In recent years, there has been increased interest in understanding how to assess the quality of arguments systematically. Wachsmuth et al. proposed a framework for quality assessment consisting of the following top dimensions: logic, rhetoric, and dialectic. Regarding the dimension of logic, there has been some work to assess the quality of an argument or conclusion automatically.
Recently, there has also been interest in the generation of conclusions or arguments. In order to guide the process of automatically generating a conclusion, our assumption is that we might need metrics that can be automatically computed to estimate the suitability and quality of a certain conclusion. Two important metrics/objectives are that the conclusion is valid, that is, that the conclusion “follows” from the premise. At the same time, it is easy to produce conclusions that “follow” from the premise by repeating (parts of) the premise in the conclusion, trivially generating a “valid” but vacuous conclusion. In this sense, it is important to assess whether conclusions/arguments are not only valid, but also novel.
We define validity as requiring the existence of logical inferences that link the premise to the conclusion. In contrast, novelty requires the presence of novel premise-related content and/or combination of the content in the premises in a way that goes beyond what is stated in the premise. Hence, a conclusion that is valid but not novel could be a repetition, a paraphrase or a summary of the premise, and only a novel conclusion offers a piece of information that extends what is already covered by the premise – whether it supports or contests the premise.
We divide the task of Validity-Novelty-Prediction into two subtasks.
- Task A: The first task consists of a binary classification task along the dimensions of novelty and validity, classifying a conclusion as being valid/novel or not given a textual premise.

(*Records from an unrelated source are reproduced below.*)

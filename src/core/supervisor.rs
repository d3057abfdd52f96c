//! 进程监管
//!
//! - 每回合 worker：新起一个子进程，stdin 写一个 JSON 请求并关闭，stdout 读一个 JSON 响应；
//!   整个交换包在硬超时内，超时即杀进程。输出缺失或无法解析按超时同等处理。
//! - 常驻 worker（overlay）：运行开始时启动一次；每回合开始检查是否退出，退出则重启。
//!   停止时先关闭其 stdin 请求退出，3 秒后仍未退出则强杀。

use std::path::PathBuf;
use std::process::Stdio;
use std::time::Duration;

use serde::de::DeserializeOwned;
use serde::Serialize;
use tokio::io::AsyncWriteExt;
use tokio::process::{Child, Command};

use crate::core::error::WorkerError;

const STOP_GRACE: Duration = Duration::from_secs(3);

/// 子进程命令行
#[derive(Debug, Clone)]
pub struct WorkerCommand {
    pub program: PathBuf,
    pub args: Vec<String>,
}

impl WorkerCommand {
    pub fn new(program: impl Into<PathBuf>) -> Self {
        Self {
            program: program.into(),
            args: Vec::new(),
        }
    }

    pub fn arg(mut self, arg: impl Into<String>) -> Self {
        self.args.push(arg.into());
        self
    }

    fn command(&self) -> Command {
        let mut cmd = Command::new(&self.program);
        cmd.args(&self.args);
        cmd
    }
}

/// 与当前可执行文件同目录的兄弟程序；找不到时退回 PATH 查找
pub fn sibling_binary(configured: Option<&PathBuf>, name: &str) -> PathBuf {
    if let Some(p) = configured {
        return p.clone();
    }
    let file = format!("{}{}", name, std::env::consts::EXE_SUFFIX);
    std::env::current_exe()
        .ok()
        .and_then(|exe| exe.parent().map(|d| d.join(&file)))
        .filter(|p| p.exists())
        .unwrap_or_else(|| PathBuf::from(file))
}

fn relay_stderr(role: &str, stderr: &[u8]) {
    for line in String::from_utf8_lossy(stderr).lines() {
        let line = line.trim_end();
        if !line.is_empty() {
            tracing::info!(worker = role, "{}", line);
        }
    }
}

/// 一次请求/响应交换
pub async fn exchange<Req, Resp>(
    role: &str,
    command: &WorkerCommand,
    request: &Req,
    limit: Duration,
) -> Result<Resp, WorkerError>
where
    Req: Serialize,
    Resp: DeserializeOwned,
{
    let payload = serde_json::to_vec(request).map_err(|e| WorkerError::Malformed {
        role: role.to_string(),
        detail: format!("request encoding failed: {}", e),
    })?;

    let mut child = command
        .command()
        .stdin(Stdio::piped())
        .stdout(Stdio::piped())
        .stderr(Stdio::piped())
        .kill_on_drop(true)
        .spawn()
        .map_err(|source| WorkerError::Spawn {
            role: role.to_string(),
            source,
        })?;

    let stdin = child.stdin.take();
    let io = async move {
        if let Some(mut stdin) = stdin {
            // 子进程可能不读 stdin 就退出，管道破裂不算错误，以输出为准
            if let Err(e) = stdin.write_all(&payload).await {
                if e.kind() != std::io::ErrorKind::BrokenPipe {
                    return Err(e);
                }
            }
            let _ = stdin.shutdown().await;
        }
        child.wait_with_output().await
    };

    // 超时时 future 被丢弃，kill_on_drop 负责杀掉子进程
    let output = match tokio::time::timeout(limit, io).await {
        Err(_) => {
            tracing::warn!(worker = role, "worker exceeded {}s, killed", limit.as_secs_f64());
            return Err(WorkerError::Timeout {
                role: role.to_string(),
                after: limit,
            });
        }
        Ok(Err(source)) => {
            return Err(WorkerError::Io {
                role: role.to_string(),
                source,
            })
        }
        Ok(Ok(output)) => output,
    };

    relay_stderr(role, &output.stderr);

    let stdout = String::from_utf8_lossy(&output.stdout);
    let body = stdout.trim();
    if body.is_empty() {
        return Err(WorkerError::Malformed {
            role: role.to_string(),
            detail: format!("no output (exit {:?})", output.status.code()),
        });
    }
    serde_json::from_str(body).map_err(|e| WorkerError::Malformed {
        role: role.to_string(),
        detail: format!("{} (exit {:?})", e, output.status.code()),
    })
}

/// 常驻 worker
pub struct PersistentWorker {
    role: String,
    command: WorkerCommand,
    child: Option<Child>,
    restarts: u32,
}

impl PersistentWorker {
    pub fn new(role: impl Into<String>, command: WorkerCommand) -> Self {
        Self {
            role: role.into(),
            command,
            child: None,
            restarts: 0,
        }
    }

    pub fn restarts(&self) -> u32 {
        self.restarts
    }

    pub fn spawn(&mut self) -> Result<(), WorkerError> {
        let child = self
            .command
            .command()
            .stdin(Stdio::piped())
            .stdout(Stdio::null())
            .stderr(Stdio::inherit())
            .kill_on_drop(true)
            .spawn()
            .map_err(|source| WorkerError::Spawn {
                role: self.role.clone(),
                source,
            })?;
        tracing::info!(worker = %self.role, pid = ?child.id(), "persistent worker started");
        self.child = Some(child);
        Ok(())
    }

    /// 进程是否仍在运行；已退出时记录退出码
    pub fn is_running(&mut self) -> bool {
        let Some(child) = self.child.as_mut() else {
            return false;
        };
        match child.try_wait() {
            Ok(None) => true,
            Ok(Some(status)) => {
                tracing::warn!(worker = %self.role, "persistent worker exited ({})", status);
                self.child = None;
                false
            }
            Err(e) => {
                tracing::warn!(worker = %self.role, "persistent worker status unknown: {}", e);
                false
            }
        }
    }

    /// 回合开始时调用：已退出则重启，返回是否发生了重启
    pub fn ensure_running(&mut self) -> Result<bool, WorkerError> {
        if self.is_running() {
            return Ok(false);
        }
        self.spawn()?;
        self.restarts += 1;
        tracing::info!(worker = %self.role, restarts = self.restarts, "persistent worker respawned");
        Ok(true)
    }

    pub async fn stop(&mut self) {
        let Some(mut child) = self.child.take() else {
            return;
        };
        // 关闭 stdin 即请求退出
        drop(child.stdin.take());
        match tokio::time::timeout(STOP_GRACE, child.wait()).await {
            Ok(Ok(status)) => {
                tracing::info!(worker = %self.role, "persistent worker stopped ({})", status)
            }
            Ok(Err(e)) => tracing::warn!(worker = %self.role, "wait failed: {}", e),
            Err(_) => {
                tracing::warn!(worker = %self.role, "persistent worker ignored stop, killing");
                let _ = child.kill().await;
            }
        }
    }
}

#[cfg(all(test, unix))]
mod tests {
    use super::*;
    use serde_json::{json, Value};

    #[tokio::test]
    async fn test_exchange_roundtrip_through_cat() {
        let cmd = WorkerCommand::new("cat");
        let resp: Value = exchange("echo", &cmd, &json!({"story": "héllo"}), Duration::from_secs(5))
            .await
            .unwrap();
        assert_eq!(resp["story"], "héllo");
    }

    #[tokio::test]
    async fn test_exchange_timeout_kills_worker() {
        let cmd = WorkerCommand::new("sleep").arg("30");
        let started = std::time::Instant::now();
        let err = exchange::<_, Value>("execute", &cmd, &json!({}), Duration::from_millis(200))
            .await
            .unwrap_err();
        assert!(matches!(err, WorkerError::Timeout { .. }));
        assert!(started.elapsed() < Duration::from_secs(5));
    }

    #[tokio::test]
    async fn test_malformed_output_is_timeout_like() {
        let cmd = WorkerCommand::new("echo").arg("not json");
        let err = exchange::<_, Value>("observe", &cmd, &json!({}), Duration::from_secs(5))
            .await
            .unwrap_err();
        assert!(matches!(err, WorkerError::Malformed { .. }));
        assert!(err.is_timeout_like());

        let cmd = WorkerCommand::new("true");
        let err = exchange::<_, Value>("observe", &cmd, &json!({}), Duration::from_secs(5))
            .await
            .unwrap_err();
        assert!(err.is_timeout_like());
    }

    #[tokio::test]
    async fn test_spawn_failure_reported() {
        let cmd = WorkerCommand::new("/definitely/not/here");
        let err = exchange::<_, Value>("execute", &cmd, &json!({}), Duration::from_secs(1))
            .await
            .unwrap_err();
        assert!(matches!(err, WorkerError::Spawn { .. }));
    }

    #[tokio::test]
    async fn test_persistent_worker_respawns_after_exit() {
        let mut worker = PersistentWorker::new("overlay", WorkerCommand::new("true"));
        worker.spawn().unwrap();
        tokio::time::sleep(Duration::from_millis(200)).await;
        assert!(!worker.is_running());
        assert!(worker.ensure_running().unwrap());
        assert_eq!(worker.restarts(), 1);
        worker.stop().await;
    }

    #[tokio::test]
    async fn test_stop_closes_stdin() {
        // cat 在 stdin 关闭后自行退出
        let mut worker = PersistentWorker::new("overlay", WorkerCommand::new("cat"));
        worker.spawn().unwrap();
        assert!(worker.is_running());
        assert!(!worker.ensure_running().unwrap());
        let started = std::time::Instant::now();
        worker.stop().await;
        assert!(started.elapsed() < STOP_GRACE);
        assert!(!worker.is_running());
    }
}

- Task B: The second subtask will consist a comparison of two conclusions in terms of validity / novelty
Participants can choose whether to address Task A or Task B, or both.
Given a premise and a conclusion in natural language, the task is to predict:
- whether the given conclusion is valid with respect to the premise
- whether the given conclusion is novel with respect to the premise
Hence, we expect two binary decisions as output.
Premise: The notion of man's dominion over animals need not be thought of as a blank check for man to exploit animals. Indeed, it may be appropriate to connect the notion of "dominion" to stewardship" over animals. Yet, humans can be good stewards of animals while continuing to eat them. It is merely necessary that humans maintain balance, order, and sustainability in the animal kingdom. But, again, this does not require the abandonment of meat-eating.
Conclusion | Validity | Novelty |
---|---|---|
Two-party systems are more stable | no | no |
Man's "dominion" over animals does not imply abandoning meat. | yes | no |
The idea of "domiminism" is unnecessary. | no | yes |
Dominion over animals can and should be used responsibly | yes | yes |
Please read the Data Description beforehand.
If you use the data, please cite our overview paper.
- Train: here
- you're allowed to extend the train set with further (synthetic) samples. However, if you do that, you have to describe/ provide the algorithm which extends the training set. This algorithm must be automatically executable without any human interaction (hence, without further manual annotation/ manual user feedback)
- Dev: here
- Test: without labels => submit
- (New) Test: with labels
Evaluation: we consider the f1_macro-score recognizing instances as correctly predicted only if validity and novelty are both correctly predicted.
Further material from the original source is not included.